One thing I remembered from my outing and the discussion that followed was that each community had various amenities – church, tabernacle, post office, cotton gin, and school – some only had one. or two and others all. That is, not all of them had them in, say, 1900, they might have all or more in 1920, and so on. The ebb and flow of communities was the product of their time, of the lives of those who lived here before us. My imagination runs wild just thinking how hard it must have been to survive here let alone grow cotton in this rugged landscape before the Camp Hood land was acquired in 1942. Every ancient community is documented in Bldg. 1938, and there are 41.

More Fort Hood Culture Info: Fun Cultural Facts Sneak Peek:

• Grazing wildlife once roamed this area and included mammoths, mastodons and bison. Today, only fossil evidence remains of these great beasts. Humans have replaced wild grazers with domestic livestock.

• Many arrowheads are actually spearheads. Spears are larger and heavier than smaller arrows, but both were used a long time ago to take down the same species and individuals of large grazers for food, shelter, and clothing.

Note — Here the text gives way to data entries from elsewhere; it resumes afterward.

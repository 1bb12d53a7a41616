//! Site administration commands.

use crate::cli::{
    AdminSetConfigArgs, AdminSetIconArgs, AdminSetPermissionArgs, AdminUsersArgs, UsernameArgs,
};
use crate::client::{AppContext, CliError, CliResult};
use crate::commands::{drain_pages, users::read_upload};
use crate::output;

pub(crate) async fn handle_config_get(ctx: &AppContext) -> CliResult<()> {
    let config = ctx.client.server_config().await?;
    output::render_config(&config, ctx.output)
}

/// Read-modify-write: the endpoint replaces the whole configuration, so
/// unchanged fields are carried over from the current one.
pub(crate) async fn handle_config_set(ctx: &AppContext, args: AdminSetConfigArgs) -> CliResult<()> {
    if args.enable_register.is_none() && args.site_name.is_none() && args.description.is_none() {
        return Err(CliError::validation(
            "nothing to change; pass --enable-register, --site-name, and/or --description",
        ));
    }
    let mut config = ctx.client.server_config().await?;
    if let Some(enable_register) = args.enable_register {
        config.enable_register = enable_register;
    }
    if let Some(site_name) = args.site_name {
        config.site_name = site_name;
    }
    if let Some(description) = args.description {
        config.description = description;
    }
    ctx.client.set_server_config(&config).await?;
    println!("configuration updated");
    Ok(())
}

pub(crate) async fn handle_set_icon(ctx: &AppContext, args: AdminSetIconArgs) -> CliResult<()> {
    let icon = read_upload(&args.path)?;
    ctx.client.set_site_icon(icon).await?;
    println!("site icon replaced");
    Ok(())
}

pub(crate) async fn handle_list_users(ctx: &AppContext, args: AdminUsersArgs) -> CliResult<()> {
    let loader = ctx.client.admin_user_loader();
    let users = drain_pages(&loader, args.pages).await?;
    output::render_users(&users, ctx.output)
}

pub(crate) async fn handle_delete_user(ctx: &AppContext, args: UsernameArgs) -> CliResult<()> {
    ctx.client.delete_user(&args.username).await?;
    println!("account {} deleted", args.username);
    Ok(())
}

pub(crate) async fn handle_set_permission(
    ctx: &AppContext,
    args: AdminSetPermissionArgs,
) -> CliResult<()> {
    ctx.client.set_permission(&args.username, args.admin).await?;
    println!(
        "{} admin rights for {}",
        if args.admin { "granted" } else { "revoked" },
        args.username
    );
    Ok(())
}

• In the hills east of the Elijah MOUT (Urban Military Operations) facility, one of the first WWII training facilities was built at Fort Hood. Built like modern MOUT sites, it was a vintage replica of a German city. There isn’t much left except a few old photographs and a few blocks of limestone. A group of blocks testifies to its construction “CO A 374th Engineers 194?

• During the Cold War, the Department of Energy and the Department of Defense originally built three nuclear storage sites (NSS Able, Baker and Charlie). The NSS Baker site was built at Seven Mile Mountain, which was originally part of the Killeen base. Now disused, the Baker site consists of two tunnels used for army testing and training.

To learn more, we encourage you to visit their lab or call Cultural Resources 254-287-2633 or 254-288-0427 to schedule a visit.

COVID-19 remains a learning health and safety situation as it goes, so some in-person opportunities may be restricted in the Lone Star State. Know before you go.

Masking required inside the DPW archeology laboratory, building. 1938.